Le président Ouattara

Des milliers d’Ivoiriens ont manifesté ce jour dans la banlieue de Yopougon, à Abidjan, pour dénoncer la candidature d’Alassane Ouattara à un quatrième mandat successif.

Ils ont également exigé la participation de Laurent Gbagbo et de Tidjane Thiam, écartés de la compétition par des manœuvres jugées illégales, opérées par le pouvoir en place.

 

La manifestation, qui a rassemblé un grand nombre de participants — militants du Parti des peuples africains (PPA-Côte d’Ivoire) de Gbagbo et du Parti démocratique de Côte d’Ivoire (PDCI) de Tidjane Thiam —, s’est déroulée dans le calme.

Mais les slogans brandis et l’enthousiasme de la foule ont démontré la détermination et l’engagement des militants à défier le pouvoir pour obtenir gain de cause.

L’opposition a réussi une démonstration de force, malgré l’absence des leaders que sont Laurent Gbagbo et Tidjane Thiam.

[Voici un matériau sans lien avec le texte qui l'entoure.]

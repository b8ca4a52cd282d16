//! Error types for the data-loader crate.
//!
//! Rust error handling concepts demonstrated:
//! - thiserror for defining custom error types
//! - Error messages carrying file/line context
//! - Composing another crate's error type via `#[from]`

use thiserror::Error;

/// Errors that can occur while loading the MovieLens files
#[derive(Error, Debug)]
pub enum DataLoadError {
    /// I/O error occurred while reading a file
    #[error("I/O error: {0}")]
    IoError(#[from] std::io::Error),

    /// Line in a data file couldn't be parsed
    ///
    /// This variant stores context about where the error occurred
    #[error("Parse error at line {line} in {file}: {reason}")]
    ParseError {
        file: String,
        line: usize,
        reason: String,
    },

    /// A data field parsed but held an invalid value
    #[error("Invalid value for {field}: {value}")]
    InvalidValue { field: String, value: String },

    /// The dataset rejected a record (e.g. a rating referencing an
    /// unknown user or movie)
    #[error(transparent)]
    Reco(#[from] reco::RecoError),
}

/// Convenience type alias for Results in this crate
pub type Result<T> = std::result::Result<T, DataLoadError>;
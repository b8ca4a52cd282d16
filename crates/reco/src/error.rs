//! Error types for the reco crate.
//!
//! Every error here is a caller/contract error: the engine is pure
//! computation over an in-memory dataset, so nothing is retried and
//! nothing is swallowed. Degenerate numeric cases (empty overlaps,
//! zero variance) are NOT errors; they resolve to documented fallback
//! values inside the similarity module.

use crate::types::{MovieId, UserId};
use thiserror::Error;

/// Errors surfaced by the recommendation core
#[derive(Error, Debug, PartialEq, Eq)]
pub enum RecoError {
    /// A bounded ranking structure was built with zero capacity
    #[error("Top-K capacity must be positive")]
    InvalidCapacity,

    /// A query referenced a user id the dataset does not contain
    #[error("Unknown user: {id}")]
    UnknownUser { id: UserId },

    /// A query (or the aggregation pass) referenced a movie id the
    /// dataset does not contain
    #[error("Unknown movie: {id}")]
    UnknownMovie { id: MovieId },
}

/// Convenience type alias for Results in this crate
pub type Result<T> = std::result::Result<T, RecoError>;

Ce dernier est en Europe, où il semble s’éterniser, alors que la date de la présidentielle est fixée au 25 octobre. On comprend qu’il cherche à rallier la communauté internationale à sa cause, pour qu’elle exerce une pression sur Ouattara et l’oblige à accepter sa candidature.

La démarche paraît toutefois trop optimiste et accorde une place excessive à l’action extérieure, au détriment de la lutte sur le terrain.

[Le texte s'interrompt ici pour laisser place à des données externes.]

//! # Latent Assets CLI (`latent`)
//!
//! The `latent` binary drives the asset index: schema initialization,
//! ingestion of local image files, similarity queries, tag management, and
//! the HTTP server.
//!
//! ## Usage
//!
//! ```bash
//! latent --config ./config/latent.toml <command>
//! ```
//!
//! ## Commands
//!
//! | Command | Description |
//! |---------|-------------|
//! | `latent init` | Create the SQLite database and the vector collection |
//! | `latent add <files>... --tags "cat,pet"` | Ingest local image files |
//! | `latent query "<text>"` | Natural-language similarity search |
//! | `latent delete <path>` | Remove an asset by stored path |
//! | `latent tags <path> <tags>...` | Replace an asset's tags |
//! | `latent stats` | Show collection size and dimension |
//! | `latent serve` | Start the HTTP server |

use anyhow::Result;
use clap::{Parser, Subcommand};
use std::path::PathBuf;

use latent_assets::embedding::{Embedder, HttpEmbedder};
use latent_assets::models::Upload;
use latent_assets::storage::AssetStorage;
use latent_assets::store::{AssetStore, SqliteStore};
use latent_assets::{config, ingest, search, server};

/// Latent Assets — index images by multimodal embedding and search them
/// with natural language, optionally biased by tags.
#[derive(Parser)]
#[command(
    name = "latent",
    about = "Latent Assets — image indexing and tag-aware similarity search",
    version
)]
struct Cli {
    /// Path to configuration file (TOML).
    #[arg(long, global = true, default_value = "./config/latent.toml")]
    config: PathBuf,

    #[command(subcommand)]
    command: Commands,
}

#[derive(Subcommand)]
enum Commands {
    /// Initialize the database and the vector collection.
    ///
    /// Idempotent — running it multiple times is safe.
    Init,

    /// Ingest local image files.
    Add {
        /// Image files to upload.
        files: Vec<PathBuf>,

        /// Comma-separated tags applied to every file in the batch.
        #[arg(long, default_value = "")]
        tags: String,
    },

    /// Search indexed assets with a natural-language query.
    Query {
        /// The query text.
        text: String,

        /// Maximum number of results.
        #[arg(long)]
        top_k: Option<i64>,

        /// Prefer assets carrying this tag; remaining slots are backfilled
        /// by pure similarity.
        #[arg(long)]
        tag: Option<String>,
    },

    /// Delete an asset by its stored path.
    Delete {
        /// The path as returned by `query` (e.g. `data/assets/cat.jpg`).
        path: String,
    },

    /// Replace the tags on an asset.
    Tags {
        /// The asset's stored path.
        path: String,

        /// New tag set (replaces existing tags wholesale).
        tags: Vec<String>,
    },

    /// Show collection statistics.
    Stats,

    /// Start the HTTP server.
    Serve,
}

#[tokio::main]
async fn main() -> Result<()> {
    let cli = Cli::parse();
    let config = config::load_config(&cli.config)?;

    match cli.command {
        Commands::Init => {
            let store = SqliteStore::open(&config.db.path, config.embedding.dims).await?;
            store.ensure_collection().await?;
            store.close().await;
            println!("initialized {}", config.db.path.display());
        }

        Commands::Add { files, tags } => {
            if files.is_empty() {
                anyhow::bail!("no files given");
            }

            let mut uploads = Vec::with_capacity(files.len());
            for file in &files {
                let filename = file
                    .file_name()
                    .map(|n| n.to_string_lossy().into_owned())
                    .unwrap_or_else(|| file.display().to_string());
                let bytes = std::fs::read(file)?;
                uploads.push(Upload { filename, bytes });
            }

            let store = SqliteStore::open(&config.db.path, config.embedding.dims).await?;
            store.ensure_collection().await?;
            let embedder = HttpEmbedder::new(&config.embedding)?;
            let storage = AssetStorage::new(&config.assets.dir)?;

            let report = ingest::ingest_batch(&store, &embedder, &storage, &uploads, &tags).await?;

            println!("add");
            println!("  added: {}", report.added);
            println!("  skipped: {}", report.skipped);
            for failure in &report.failures {
                println!("  failed: {} ({})", failure.filename, failure.reason);
            }
            store.close().await;
        }

        Commands::Query { text, top_k, tag } => {
            let store = SqliteStore::open(&config.db.path, config.embedding.dims).await?;
            store.ensure_collection().await?;
            let embedder = HttpEmbedder::new(&config.embedding)?;

            let top_k = top_k.unwrap_or(config.retrieval.default_top_k);
            let query_vector = embedder.embed_text(&text).await?;
            let hits = search::search(&store, &query_vector, top_k, tag.as_deref().unwrap_or(""))
                .await?;

            if hits.is_empty() {
                println!("No results.");
            }
            for (i, hit) in hits.iter().enumerate() {
                let marker = if hit.tag_match { "tag" } else { "sim" };
                println!("{}. [{}] {}", i + 1, marker, hit.path);
                if !hit.tags.is_empty() {
                    println!("    tags: {}", hit.tags.join(", "));
                }
            }
            store.close().await;
        }

        Commands::Delete { path } => {
            let store = SqliteStore::open(&config.db.path, config.embedding.dims).await?;
            store.ensure_collection().await?;
            let storage = AssetStorage::new(&config.assets.dir)?;

            let removed = store.delete_by_path(&path).await?;
            storage.delete(&path)?;
            println!("deleted {} record(s) for {}", removed, path);
            store.close().await;
        }

        Commands::Tags { path, tags } => {
            let store = SqliteStore::open(&config.db.path, config.embedding.dims).await?;
            store.ensure_collection().await?;

            let updated = store.update_tags(&path, &tags).await?;
            if updated {
                println!("updated tags for {}", path);
            } else {
                println!("no asset at {}", path);
            }
            store.close().await;
        }

        Commands::Stats => {
            let store = SqliteStore::open(&config.db.path, config.embedding.dims).await?;
            store.ensure_collection().await?;

            println!("assets: {}", store.count().await?);
            println!("dimension: {}", config.embedding.dims);
            store.close().await;
        }

        Commands::Serve => {
            server::run_server(&config).await?;
        }
    }

    Ok(())
}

Son absence aujourd’hui à la manifestation de Yopougon est une erreur stratégique. À mesure que l’échéance électorale approche, le désespoir des militants de l’opposition pourrait déboucher sur des actes incontrôlés.

Sa présence, tout comme celle de Gbagbo, aurait donné un éclat plus fort à l’événement, ce qui aurait pu faire réfléchir les autorités. Ces dernières savent qu’une explosion de violence n’est pas à écarter à l’approche du scrutin présidentiel.

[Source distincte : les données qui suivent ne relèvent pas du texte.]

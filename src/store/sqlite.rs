//! Durable [`AssetStore`] backed by SQLite via `sqlx`.
//!
//! Embeddings are stored as little-endian f32 BLOBs and similarity is
//! computed in Rust over the scanned collection; exact-match lookups (path,
//! fingerprint) are plain SQL filters. The collection dimension is recorded
//! in a metadata table at creation time and verified on every start, so a
//! model change cannot silently mix dimensions within one collection.

use sqlx::sqlite::{SqliteConnectOptions, SqlitePool, SqlitePoolOptions};
use sqlx::Row;
use std::path::Path;
use std::str::FromStr;

use async_trait::async_trait;

use crate::embedding::{blob_to_vec, cosine_similarity, vec_to_blob};
use crate::error::{AssetError, AssetResult};
use crate::models::{AssetRecord, ScoredAsset};

use super::AssetStore;

/// SQLite-backed asset index. Holds the process-wide connection pool; share
/// it across handlers behind an `Arc` rather than opening per request.
pub struct SqliteStore {
    pool: SqlitePool,
    dims: usize,
}

impl SqliteStore {
    /// Open (creating if missing) the database file and build the pool.
    pub async fn open(db_path: &Path, dims: usize) -> AssetResult<Self> {
        if let Some(parent) = db_path.parent() {
            std::fs::create_dir_all(parent).map_err(|source| AssetError::Storage {
                path: parent.to_path_buf(),
                source,
            })?;
        }

        let options = SqliteConnectOptions::from_str(&format!("sqlite:{}", db_path.display()))
            .map_err(AssetError::from)?
            .create_if_missing(true)
            .journal_mode(sqlx::sqlite::SqliteJournalMode::Wal);

        let pool = SqlitePoolOptions::new()
            .max_connections(5)
            .connect_with(options)
            .await?;

        Ok(Self { pool, dims })
    }

    /// Wrap an existing pool (used by tests that manage their own file).
    pub fn with_pool(pool: SqlitePool, dims: usize) -> Self {
        Self { pool, dims }
    }

    pub async fn close(&self) {
        self.pool.close().await;
    }

    fn check_dims(&self, found: usize) -> AssetResult<()> {
        if found != self.dims {
            return Err(AssetError::InvalidDimension {
                expected: self.dims,
                found,
            });
        }
        Ok(())
    }
}

fn tags_to_json(tags: &[String]) -> String {
    serde_json::Value::from(tags.to_vec()).to_string()
}

fn tags_from_json(raw: &str) -> Vec<String> {
    serde_json::from_str(raw).unwrap_or_default()
}

#[async_trait]
impl AssetStore for SqliteStore {
    async fn ensure_collection(&self) -> AssetResult<()> {
        sqlx::query(
            r#"
            CREATE TABLE IF NOT EXISTS assets (
                id TEXT PRIMARY KEY,
                path TEXT NOT NULL,
                tags TEXT NOT NULL DEFAULT '[]',
                fingerprint TEXT NOT NULL,
                embedding BLOB NOT NULL,
                indexed_at INTEGER NOT NULL
            )
            "#,
        )
        .execute(&self.pool)
        .await?;

        sqlx::query(
            r#"
            CREATE TABLE IF NOT EXISTS collection_meta (
                key TEXT PRIMARY KEY,
                value TEXT NOT NULL
            )
            "#,
        )
        .execute(&self.pool)
        .await?;

        sqlx::query("CREATE INDEX IF NOT EXISTS idx_assets_path ON assets(path)")
            .execute(&self.pool)
            .await?;
        sqlx::query("CREATE INDEX IF NOT EXISTS idx_assets_fingerprint ON assets(fingerprint)")
            .execute(&self.pool)
            .await?;

        // The dimension is fixed at creation; changing it requires a full
        // reindex, so a mismatch on start is an error rather than a migration.
        let stored: Option<String> =
            sqlx::query_scalar("SELECT value FROM collection_meta WHERE key = 'dims'")
                .fetch_optional(&self.pool)
                .await?;

        match stored.and_then(|s| s.parse::<usize>().ok()) {
            Some(existing) if existing != self.dims => Err(AssetError::InvalidDimension {
                expected: existing,
                found: self.dims,
            }),
            Some(_) => Ok(()),
            None => {
                sqlx::query("INSERT OR IGNORE INTO collection_meta (key, value) VALUES ('dims', ?)")
                    .bind(self.dims.to_string())
                    .execute(&self.pool)
                    .await?;
                Ok(())
            }
        }
    }

    async fn upsert(&self, records: &[AssetRecord]) -> AssetResult<()> {
        for record in records {
            self.check_dims(record.vector.len())?;
        }

        let now = chrono::Utc::now().timestamp();
        let mut tx = self.pool.begin().await?;

        for record in records {
            sqlx::query(
                r#"
                INSERT INTO assets (id, path, tags, fingerprint, embedding, indexed_at)
                VALUES (?, ?, ?, ?, ?, ?)
                ON CONFLICT(id) DO UPDATE SET
                    path = excluded.path,
                    tags = excluded.tags,
                    fingerprint = excluded.fingerprint,
                    embedding = excluded.embedding,
                    indexed_at = excluded.indexed_at
                "#,
            )
            .bind(&record.id)
            .bind(&record.path)
            .bind(tags_to_json(&record.tags))
            .bind(&record.fingerprint)
            .bind(vec_to_blob(&record.vector))
            .bind(now)
            .execute(&mut *tx)
            .await?;
        }

        tx.commit().await?;
        Ok(())
    }

    async fn delete_by_path(&self, path: &str) -> AssetResult<u64> {
        let result = sqlx::query("DELETE FROM assets WHERE path = ?")
            .bind(path)
            .execute(&self.pool)
            .await?;
        Ok(result.rows_affected())
    }

    async fn update_tags(&self, path: &str, tags: &[String]) -> AssetResult<bool> {
        let result = sqlx::query("UPDATE assets SET tags = ? WHERE path = ?")
            .bind(tags_to_json(tags))
            .bind(path)
            .execute(&self.pool)
            .await?;
        Ok(result.rows_affected() > 0)
    }

    async fn fingerprint_exists(&self, fingerprint: &str) -> AssetResult<bool> {
        let exists: bool =
            sqlx::query_scalar("SELECT COUNT(*) > 0 FROM assets WHERE fingerprint = ?")
                .bind(fingerprint)
                .fetch_one(&self.pool)
                .await?;
        Ok(exists)
    }

    async fn similarity_search(
        &self,
        query: &[f32],
        limit: usize,
        tag: Option<&str>,
    ) -> AssetResult<Vec<ScoredAsset>> {
        self.check_dims(query.len())?;
        if limit == 0 {
            return Ok(Vec::new());
        }

        let rows = sqlx::query("SELECT path, tags, embedding FROM assets")
            .fetch_all(&self.pool)
            .await?;

        let mut candidates: Vec<ScoredAsset> = rows
            .iter()
            .filter_map(|row| {
                let tags = tags_from_json(row.get("tags"));
                if let Some(t) = tag {
                    if !tags.iter().any(|x| x == t) {
                        return None;
                    }
                }
                let blob: Vec<u8> = row.get("embedding");
                let vector = blob_to_vec(&blob);
                Some(ScoredAsset {
                    path: row.get("path"),
                    tags,
                    score: cosine_similarity(query, &vector),
                })
            })
            .collect();

        candidates.sort_by(|a, b| {
            b.score
                .partial_cmp(&a.score)
                .unwrap_or(std::cmp::Ordering::Equal)
                .then_with(|| a.path.cmp(&b.path))
        });
        candidates.truncate(limit);

        Ok(candidates)
    }

    async fn count(&self) -> AssetResult<u64> {
        let count: i64 = sqlx::query_scalar("SELECT COUNT(*) FROM assets")
            .fetch_one(&self.pool)
            .await?;
        Ok(count as u64)
    }
}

Le souvenir douloureux des affrontements de 2010-2011 et de 2020 hante encore de nombreuses familles qui en ont souffert directement. La Côte d’Ivoire n’est pas à l’abri d’une nouvelle dérive électorale.

Est-il trop tard pour éviter un dérapage dangereux ? Ouattara est-il dans une logique de compromis ? Rien n’est moins sûr.

Pourtant, la sagesse devrait lui dicter d’éviter une épreuve de force aux conséquences imprévisibles.

Lui qui a connu l’injustice du déni électoral ou participatif devrait s’en souvenir et agir avec lucidité, notamment envers Tidjane Thiam.

Ce dernier n’est coupable de rien, et le fait de l’écarter de la présidentielle constitue bel et bien un déni de justice. Sa participation aurait crédibilisé l’élection qui, telle qu’elle se dessine, risque de se dérouler sans la présence d’aucun candidat d’envergure côté opposition.

Cela entacherait inévitablement l’issue du vote et sa sincérité.

Le pouvoir peut céder à une mémoire sélective. À tort.

Les opposants viennent de lancer un avertissement par une démarche pacifique. L’élan populaire suscité devrait dessiller les yeux des membres du régime.

À la bonne heure !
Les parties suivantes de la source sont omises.